Credit quality has started returning to more normal levels in recent months — particularly at subprime lenders — but rates of delinquencies and charge-offs remain significantly below where they were before the pandemic.
The credit card issuer Synchrony Financial is “not seeing stress” in its portfolio as credit conditions gradually return to more normal levels, Chief Financial Officer Brian Wenzel said in a recent interview.
“The consumer is in a great position to deal with some of the uncertainty that’s happening today,” Wenzel said.
Credit normalization has proceeded “very much in line with our expectations,” Discover Financial Services President and CEO Roger Hochschild said in an interview last week. The company’s net charge-off rate inched up to 1.61% in the first quarter, though it remained far below the 3.19% rate the company reported at the end of 2019.
The bulk of Discover’s business is issuing credit cards, but the company also has a sizable private student loan portfolio.

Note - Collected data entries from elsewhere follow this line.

//! Source and streamer configuration.
//!
//! [`SourceConfig`] describes how to reach the table: connection URL, table
//! and ordering column, pool sizing and timeouts, and the default page size.
//! It can be built in code with the `with_*` methods, deserialized from JSON,
//! or read from `ROWWEAVE_*` environment variables.
//!
//! [`StreamerConfig`] carries the per-streamer settings: a name used in logs
//! and the page size used when the caller does not pass one.

use crate::error::{Result, StreamError};
use serde::{Deserialize, Serialize};
use std::time::Duration;

/// Environment variable holding the connection URL.
pub const ENV_DATABASE_URL: &str = "ROWWEAVE_DATABASE_URL";
/// Environment variable holding the table name.
pub const ENV_TABLE: &str = "ROWWEAVE_TABLE";
/// Environment variable holding the default page size.
pub const ENV_PAGE_SIZE: &str = "ROWWEAVE_PAGE_SIZE";

/// Table read when none is configured.
pub const DEFAULT_TABLE: &str = "user_data";
/// Default number of rows per page.
pub const DEFAULT_PAGE_SIZE: usize = 100;

/// Connection and query settings for a SQL row source.
#[derive(Debug, Clone, PartialEq, Serialize, Deserialize)]
#[serde(default)]
pub struct SourceConfig {
  /// Database connection URL (e.g. `sqlite://users.db?mode=rwc`).
  pub connection_url: String,
  /// Table to read rows from.
  pub table: String,
  /// Column giving the stable order used for offset paging.
  pub order_by: String,
  /// Maximum number of connections in the pool.
  pub max_connections: u32,
  /// Minimum number of idle connections in the pool.
  pub min_connections: u32,
  /// How long to wait when acquiring a connection.
  pub connect_timeout: Duration,
  /// Maximum idle time before closing a connection.
  pub idle_timeout: Option<Duration>,
  /// Maximum lifetime of a connection.
  pub max_lifetime: Option<Duration>,
  /// Rows per page when the caller does not choose.
  pub page_size: usize,
}

impl Default for SourceConfig {
  fn default() -> Self {
    Self {
      connection_url: String::new(),
      table: DEFAULT_TABLE.to_string(),
      order_by: "rowid".to_string(),
      max_connections: 10,
      min_connections: 0,
      connect_timeout: Duration::from_secs(30),
      idle_timeout: Some(Duration::from_secs(600)),
      max_lifetime: Some(Duration::from_secs(1800)),
      page_size: DEFAULT_PAGE_SIZE,
    }
  }
}

impl SourceConfig {
  /// Creates a configuration for `connection_url` with default settings.
  #[must_use]
  pub fn new(connection_url: impl Into<String>) -> Self {
    Self::default().with_connection_url(connection_url)
  }

  /// Sets the connection URL.
  #[must_use]
  pub fn with_connection_url(mut self, url: impl Into<String>) -> Self {
    self.connection_url = url.into();
    self
  }

  /// Sets the table name.
  #[must_use]
  pub fn with_table(mut self, table: impl Into<String>) -> Self {
    self.table = table.into();
    self
  }

  /// Sets the ordering column.
  #[must_use]
  pub fn with_order_by(mut self, column: impl Into<String>) -> Self {
    self.order_by = column.into();
    self
  }

  /// Sets the maximum number of pooled connections.
  #[must_use]
  pub fn with_max_connections(mut self, max: u32) -> Self {
    self.max_connections = max;
    self
  }

  /// Sets the connection acquire timeout.
  #[must_use]
  pub fn with_connect_timeout(mut self, timeout: Duration) -> Self {
    self.connect_timeout = timeout;
    self
  }

  /// Sets the default page size.
  #[must_use]
  pub fn with_page_size(mut self, page_size: usize) -> Self {
    self.page_size = page_size;
    self
  }

  /// Parses a configuration from JSON. Missing fields take their defaults.
  pub fn from_json(json: &str) -> Result<Self> {
    serde_json::from_str(json).map_err(|e| StreamError::Config(e.to_string()))
  }

  /// Reads the configuration from `ROWWEAVE_*` environment variables.
  ///
  /// `ROWWEAVE_DATABASE_URL` is required; `ROWWEAVE_TABLE` and
  /// `ROWWEAVE_PAGE_SIZE` fall back to their defaults.
  pub fn from_env() -> Result<Self> {
    Self::from_lookup(|key| std::env::var(key).ok())
  }

  pub(crate) fn from_lookup(lookup: impl Fn(&str) -> Option<String>) -> Result<Self> {
    let url = lookup(ENV_DATABASE_URL)
      .ok_or_else(|| StreamError::Config(format!("{ENV_DATABASE_URL} is not set")))?;
    let mut config = Self::new(url);
    if let Some(table) = lookup(ENV_TABLE) {
      config.table = table;
    }
    if let Some(page_size) = lookup(ENV_PAGE_SIZE) {
      config.page_size = page_size.trim().parse().map_err(|e| {
        StreamError::Config(format!("{ENV_PAGE_SIZE}={page_size:?} is not a page size: {e}"))
      })?;
    }
    Ok(config)
  }

  /// Checks the configuration for values that cannot work.
  pub fn validate(&self) -> Result<()> {
    if self.connection_url.trim().is_empty() {
      return Err(StreamError::Config("connection_url is empty".to_string()));
    }
    if self.page_size == 0 {
      return Err(StreamError::InvalidPageSize(self.page_size));
    }
    if self.max_connections == 0 {
      return Err(StreamError::Config(
        "max_connections must be at least 1".to_string(),
      ));
    }
    if self.min_connections > self.max_connections {
      return Err(StreamError::Config(format!(
        "min_connections ({}) exceeds max_connections ({})",
        self.min_connections, self.max_connections
      )));
    }
    check_identifier(&self.table)?;
    check_identifier(&self.order_by)?;
    Ok(())
  }
}

/// Settings for one [`PagedRowStreamer`](crate::PagedRowStreamer).
#[derive(Debug, Clone, PartialEq, Eq)]
pub struct StreamerConfig {
  /// Optional name identifying the streamer in logs.
  pub name: Option<String>,
  /// Page size used by streams that do not take one explicitly.
  pub page_size: usize,
}

impl Default for StreamerConfig {
  fn default() -> Self {
    Self {
      name: None,
      page_size: DEFAULT_PAGE_SIZE,
    }
  }
}

impl StreamerConfig {
  /// Sets the streamer name.
  #[must_use]
  pub fn with_name(mut self, name: impl Into<String>) -> Self {
    self.name = Some(name.into());
    self
  }

  /// Sets the default page size.
  #[must_use]
  pub fn with_page_size(mut self, page_size: usize) -> Self {
    self.page_size = page_size;
    self
  }

  /// Returns the name, if set.
  pub fn name(&self) -> Option<&str> {
    self.name.as_deref()
  }

  /// Returns the default page size.
  pub fn page_size(&self) -> usize {
    self.page_size
  }
}

/// Rejects anything but a plain `[A-Za-z_][A-Za-z0-9_]*` identifier.
pub(crate) fn check_identifier(name: &str) -> Result<()> {
  let mut chars = name.chars();
  let valid = match chars.next() {
    Some(first) => {
      (first.is_ascii_alphabetic() || first == '_')
        && chars.all(|c| c.is_ascii_alphanumeric() || c == '_')
    }
    None => false,
  };
  if valid {
    Ok(())
  } else {
    Err(StreamError::InvalidIdentifier(name.to_string()))
  }
}
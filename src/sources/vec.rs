//! In-memory row source.
//!
//! [`VecSource`] serves rows from a `Vec` but behaves like a connected
//! source: every call "opens a connection" that is released through a
//! scope guard on every exit path, and every page fetch is counted. Failures
//! can be injected to exercise the error paths of the streamers.

use crate::error::{Result, StreamError};
use crate::row::{Column, UserRow};
use crate::source::RowSource;
use async_stream::try_stream;
use async_trait::async_trait;
use futures::stream::BoxStream;
use scopeguard::ScopeGuard;
use std::sync::atomic::{AtomicUsize, Ordering};

/// A [`RowSource`] over an in-memory table.
#[derive(Debug, Default)]
pub struct VecSource {
  name: String,
  rows: Vec<UserRow>,
  fetches: AtomicUsize,
  open: AtomicUsize,
  opened: AtomicUsize,
  refuse_connections: bool,
  fail_on_fetch: Option<usize>,
  fail_scan_after: Option<usize>,
}

impl VecSource {
  /// Creates a source serving `rows` in order.
  pub fn new(rows: Vec<UserRow>) -> Self {
    Self {
      name: "vec_source".to_string(),
      rows,
      ..Self::default()
    }
  }

  /// Sets the source name.
  #[must_use]
  pub fn with_name(mut self, name: impl Into<String>) -> Self {
    self.name = name.into();
    self
  }

  /// Makes every connection attempt fail.
  #[must_use]
  pub fn refuse_connections(mut self) -> Self {
    self.refuse_connections = true;
    self
  }

  /// Makes the `n`th page fetch (1-based) fail with a query error.
  #[must_use]
  pub fn fail_on_fetch(mut self, n: usize) -> Self {
    self.fail_on_fetch = Some(n);
    self
  }

  /// Makes scans fail with a query error after yielding `n` rows.
  #[must_use]
  pub fn fail_scan_after(mut self, n: usize) -> Self {
    self.fail_scan_after = Some(n);
    self
  }

  /// Rows held by the source.
  pub fn rows(&self) -> &[UserRow] {
    &self.rows
  }

  /// Number of page fetches issued so far, including failed ones.
  pub fn fetch_count(&self) -> usize {
    self.fetches.load(Ordering::SeqCst)
  }

  /// Number of connections currently held.
  pub fn open_connections(&self) -> usize {
    self.open.load(Ordering::SeqCst)
  }

  /// Number of connections opened over the life of the source.
  pub fn connections_opened(&self) -> usize {
    self.opened.load(Ordering::SeqCst)
  }

  fn connect(&self) -> Result<ScopeGuard<&AtomicUsize, fn(&AtomicUsize)>> {
    if self.refuse_connections {
      return Err(StreamError::connect(&self.name, "connection refused"));
    }
    self.open.fetch_add(1, Ordering::SeqCst);
    self.opened.fetch_add(1, Ordering::SeqCst);
    Ok(scopeguard::guard(&self.open, release as fn(&AtomicUsize)))
  }

  fn check_scan(&self, yielded: usize) -> Result<()> {
    if self.fail_scan_after == Some(yielded) {
      return Err(StreamError::query(
        &self.name,
        format!("cursor lost after {yielded} rows"),
      ));
    }
    Ok(())
  }
}

fn release(open: &AtomicUsize) {
  open.fetch_sub(1, Ordering::SeqCst);
}

#[async_trait]
impl RowSource for VecSource {
  fn name(&self) -> &str {
    &self.name
  }

  async fn fetch_page(&self, page_size: usize, offset: u64) -> Result<Vec<UserRow>> {
    let _conn = self.connect()?;
    let fetch = self.fetches.fetch_add(1, Ordering::SeqCst) + 1;
    if self.fail_on_fetch == Some(fetch) {
      return Err(StreamError::query(
        &self.name,
        format!("fetch #{fetch} at offset {offset} failed"),
      ));
    }
    let start = usize::try_from(offset)
      .unwrap_or(usize::MAX)
      .min(self.rows.len());
    let end = start.saturating_add(page_size).min(self.rows.len());
    Ok(self.rows[start..end].to_vec())
  }

  fn scan_rows(&self) -> BoxStream<'_, Result<UserRow>> {
    Box::pin(try_stream! {
      let _conn = self.connect()?;
      for (yielded, row) in self.rows.iter().enumerate() {
        self.check_scan(yielded)?;
        yield row.clone();
      }
    })
  }

  fn scan_column(&self, column: Column) -> BoxStream<'_, Result<f64>> {
    Box::pin(try_stream! {
      let _conn = self.connect()?;
      for (yielded, row) in self.rows.iter().enumerate() {
        self.check_scan(yielded)?;
        let value = row
          .scalar(column)
          .ok_or_else(|| StreamError::decode(column.as_str(), "column is not numeric"))?;
        yield value;
      }
    })
  }
}
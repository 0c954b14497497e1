//! SQLite row source.
//!
//! [`SqliteSource`] reads the user table through a lazily connected `sqlx`
//! pool. Nothing touches the database until the first fetch, so connection
//! failures surface on first demand as [`StreamError::Connect`].
//!
//! - `fetch_page` borrows one pooled connection for a single
//!   `LIMIT ? OFFSET ?` query and hands it back before returning.
//! - `scan_rows` / `scan_column` hold one connection for as long as the
//!   returned stream lives and read rows off the statement cursor one at a
//!   time. Dropping the stream early returns the connection to the pool.
//!
//! Every statement is logged at `debug` level with its SQL text.

use crate::config::{SourceConfig, check_identifier};
use crate::error::{Result, StreamError};
use crate::row::{Column, UserRow};
use crate::source::RowSource;
use async_stream::try_stream;
use async_trait::async_trait;
use futures::StreamExt;
use futures::stream::BoxStream;
use sqlx::pool::PoolConnection;
use sqlx::sqlite::{SqliteConnectOptions, SqlitePool, SqlitePoolOptions};
use sqlx::Sqlite;
use std::str::FromStr;
use tracing::debug;

const ROW_COLUMNS: &str = "user_id, name, email, age";

/// A [`RowSource`] backed by a SQLite database.
#[derive(Debug, Clone)]
pub struct SqliteSource {
  name: String,
  pool: SqlitePool,
  table: String,
  order_by: String,
}

impl SqliteSource {
  /// Creates a source from `config` without opening any connection yet.
  ///
  /// # Errors
  ///
  /// Fails if the configuration is invalid or the URL cannot be parsed.
  pub fn new(config: &SourceConfig) -> Result<Self> {
    config.validate()?;
    let options = SqliteConnectOptions::from_str(&config.connection_url)
      .map_err(|e| StreamError::Config(format!("invalid connection url: {e}")))?;
    let pool = SqlitePoolOptions::new()
      .max_connections(config.max_connections)
      .min_connections(config.min_connections)
      .acquire_timeout(config.connect_timeout)
      .idle_timeout(config.idle_timeout)
      .max_lifetime(config.max_lifetime)
      .connect_lazy_with(options);
    Self::with_pool(pool, &config.table, &config.order_by)
  }

  /// Wraps an existing pool.
  pub fn with_pool(pool: SqlitePool, table: &str, order_by: &str) -> Result<Self> {
    check_identifier(table)?;
    check_identifier(order_by)?;
    Ok(Self {
      name: format!("sqlite:{table}"),
      pool,
      table: table.to_string(),
      order_by: order_by.to_string(),
    })
  }

  /// The underlying connection pool.
  pub fn pool(&self) -> &SqlitePool {
    &self.pool
  }

  /// The table this source reads.
  pub fn table(&self) -> &str {
    &self.table
  }

  async fn acquire(&self) -> Result<PoolConnection<Sqlite>> {
    self
      .pool
      .acquire()
      .await
      .map_err(|e| StreamError::connect(&self.name, e))
  }

  fn select(&self, columns: &str) -> String {
    format!(
      "SELECT {columns} FROM {} ORDER BY {}",
      self.table, self.order_by
    )
  }

  /// Maps a driver error. `column` names the scanned column for scalar
  /// reads; row reads pass `None` and report the column sqlx failed on.
  fn query_error(&self, column: Option<Column>, error: sqlx::Error) -> StreamError {
    match (error, column) {
      (sqlx::Error::ColumnDecode { source, .. }, Some(column))
      | (sqlx::Error::Decode(source), Some(column)) => StreamError::decode(column.as_str(), source),
      (sqlx::Error::ColumnDecode { index, source }, None) => {
        StreamError::decode(index.trim_matches('"'), source)
      }
      (sqlx::Error::Decode(source), None) => StreamError::decode(ROW_COLUMNS, source),
      (other, _) => StreamError::query(&self.name, other),
    }
  }
}

#[async_trait]
impl RowSource for SqliteSource {
  fn name(&self) -> &str {
    &self.name
  }

  async fn fetch_page(&self, page_size: usize, offset: u64) -> Result<Vec<UserRow>> {
    // LIMIT only caps the row count
    let limit = i64::try_from(page_size).unwrap_or(i64::MAX);
    // no table holds more than i64::MAX rows
    let Ok(start) = i64::try_from(offset) else {
      return Ok(Vec::new());
    };
    let sql = format!("{} LIMIT ? OFFSET ?", self.select(ROW_COLUMNS));

    let mut conn = self.acquire().await?;
    debug!(component = %self.name, sql = %sql, limit, offset = start, "executing query");
    sqlx::query_as::<_, UserRow>(&sql)
      .bind(limit)
      .bind(start)
      .fetch_all(&mut *conn)
      .await
      .map_err(|e| self.query_error(None, e))
  }

  fn scan_rows(&self) -> BoxStream<'_, Result<UserRow>> {
    let sql = self.select(ROW_COLUMNS);
    Box::pin(try_stream! {
      let mut conn = self.acquire().await?;
      debug!(component = %self.name, sql = %sql, "executing query");
      let mut rows = sqlx::query_as::<_, UserRow>(&sql).fetch(&mut *conn);
      while let Some(row) = rows.next().await {
        yield row.map_err(|e| self.query_error(None, e))?;
      }
    })
  }

  fn scan_column(&self, column: Column) -> BoxStream<'_, Result<f64>> {
    let sql = self.select(column.as_str());
    Box::pin(try_stream! {
      let mut conn = self.acquire().await?;
      debug!(component = %self.name, sql = %sql, "executing query");
      let mut values = sqlx::query_scalar::<_, f64>(&sql).fetch(&mut *conn);
      while let Some(value) = values.next().await {
        yield value.map_err(|e| self.query_error(Some(column), e))?;
      }
    })
  }
}
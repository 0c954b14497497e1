//! Row, column and page types.
//!
//! A [`UserRow`] is one record of the `user_data` table. A [`Page`] is the
//! bounded, ordered slice of rows returned by a single paged query; it only
//! lives until the consumer is done with it.

use serde::{Deserialize, Serialize};
use std::fmt::{self, Display};

/// One record of the user table.
#[derive(Debug, Clone, PartialEq, Serialize, Deserialize, sqlx::FromRow)]
pub struct UserRow {
  /// Primary key.
  pub user_id: String,
  /// Display name.
  pub name: String,
  /// Email address.
  pub email: String,
  /// Age in years.
  pub age: f64,
}

impl UserRow {
  /// Creates a row from its fields.
  pub fn new(
    user_id: impl Into<String>,
    name: impl Into<String>,
    email: impl Into<String>,
    age: f64,
  ) -> Self {
    Self {
      user_id: user_id.into(),
      name: name.into(),
      email: email.into(),
      age,
    }
  }

  /// Returns true when the age is strictly greater than `threshold`.
  pub fn is_older_than(&self, threshold: f64) -> bool {
    self.age > threshold
  }

  /// Returns the value of a numeric column, or `None` for text columns.
  pub fn scalar(&self, column: Column) -> Option<f64> {
    match column {
      Column::Age => Some(self.age),
      Column::UserId | Column::Name | Column::Email => None,
    }
  }
}

impl Display for UserRow {
  fn fmt(&self, f: &mut fmt::Formatter<'_>) -> fmt::Result {
    write!(
      f,
      "({}, {}, {}, {})",
      self.user_id, self.name, self.email, self.age
    )
  }
}

/// Columns of the user table.
///
/// Scalar streaming takes a `Column` rather than a free-form name so that no
/// caller-supplied text ever reaches the SQL.
#[derive(Debug, Clone, Copy, PartialEq, Eq, Hash, Serialize, Deserialize)]
#[serde(rename_all = "snake_case")]
pub enum Column {
  /// `user_id`
  UserId,
  /// `name`
  Name,
  /// `email`
  Email,
  /// `age`
  Age,
}

impl Column {
  /// Every column, in table order.
  pub const ALL: [Column; 4] = [Column::UserId, Column::Name, Column::Email, Column::Age];

  /// Returns the SQL column name.
  pub fn as_str(self) -> &'static str {
    match self {
      Column::UserId => "user_id",
      Column::Name => "name",
      Column::Email => "email",
      Column::Age => "age",
    }
  }
}

impl Display for Column {
  fn fmt(&self, f: &mut fmt::Formatter<'_>) -> fmt::Result {
    f.write_str(self.as_str())
  }
}

/// Rows returned by one paged query.
#[derive(Debug, Clone, PartialEq, Serialize, Deserialize)]
pub struct Page {
  /// Offset the page was fetched at.
  pub offset: u64,
  /// Rows in source order.
  pub rows: Vec<UserRow>,
}

/// A page in the batch-processing vocabulary.
pub type Batch = Page;

impl Page {
  /// Creates a page fetched at `offset`.
  pub fn new(offset: u64, rows: Vec<UserRow>) -> Self {
    Self { offset, rows }
  }

  /// Number of rows in the page.
  pub fn len(&self) -> usize {
    self.rows.len()
  }

  /// Returns true if the page holds no rows.
  pub fn is_empty(&self) -> bool {
    self.rows.is_empty()
  }

  /// Borrows the rows.
  pub fn rows(&self) -> &[UserRow] {
    &self.rows
  }

  /// Consumes the page, returning its rows.
  pub fn into_rows(self) -> Vec<UserRow> {
    self.rows
  }
}

impl IntoIterator for Page {
  type Item = UserRow;
  type IntoIter = std::vec::IntoIter<UserRow>;

  fn into_iter(self) -> Self::IntoIter {
    self.rows.into_iter()
  }
}
use crate::error::Result;
use crate::row::UserRow;
use futures::{Stream, StreamExt};
use std::io::Write;

/// Writes each row of `stream` to `writer` on its own line as it arrives.
///
/// Returns the number of rows written. Stops at the first stream or write
/// error; rows written before it stay written.
pub async fn print_rows<S, W>(stream: S, mut writer: W) -> Result<usize>
where
  S: Stream<Item = Result<UserRow>>,
  W: Write,
{
  let mut stream = std::pin::pin!(stream);
  let mut written = 0;
  while let Some(row) = stream.next().await {
    writeln!(writer, "{}", row?)?;
    written += 1;
  }
  writer.flush()?;
  Ok(written)
}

The ongoing student loan moratorium has helped keep payment rates on other loans elevated and provided a “modest benefit” to credit metrics, Hochschild told analysts last week. If the moratorium expires, Discover does not expect to see significant impacts on credit quality, he said.
For Sallie Mae, the nation’s largest private student lender, loan forgiveness or another extension of the moratorium should provide “marginal credit quality benefits,” CEO Jonathan Witter said on an earnings call.
But the moratorium and the potential for government action on loan forgiveness is also holding down demand for student loan refinancing, according to Jack Remondi, CEO of the private student lender Navient.
“What it does is it causes borrowers who have graduated and may have looked to refi their loans to sit and pause while they wait and see what the administration may or may not do here,” Remondi told analysts last week.
A similar trend is unfolding at the fintech SoFi, which also refinances student loans.
The ongoing moratorium and the potential for loan forgiveness are “temporary headwinds” that are holding down demand for student loan refinancing at SoFi, Wedbush Securities analyst David Chiaverini wrote in a research note Monday.
SoFi focuses on customers with annual incomes of over $100,000, Chiaverini noted, so any efforts by the Biden administration to target the benefits of loan forgiveness to low- and middle-income earners would diminish the plan’s impact on the San Francisco lender.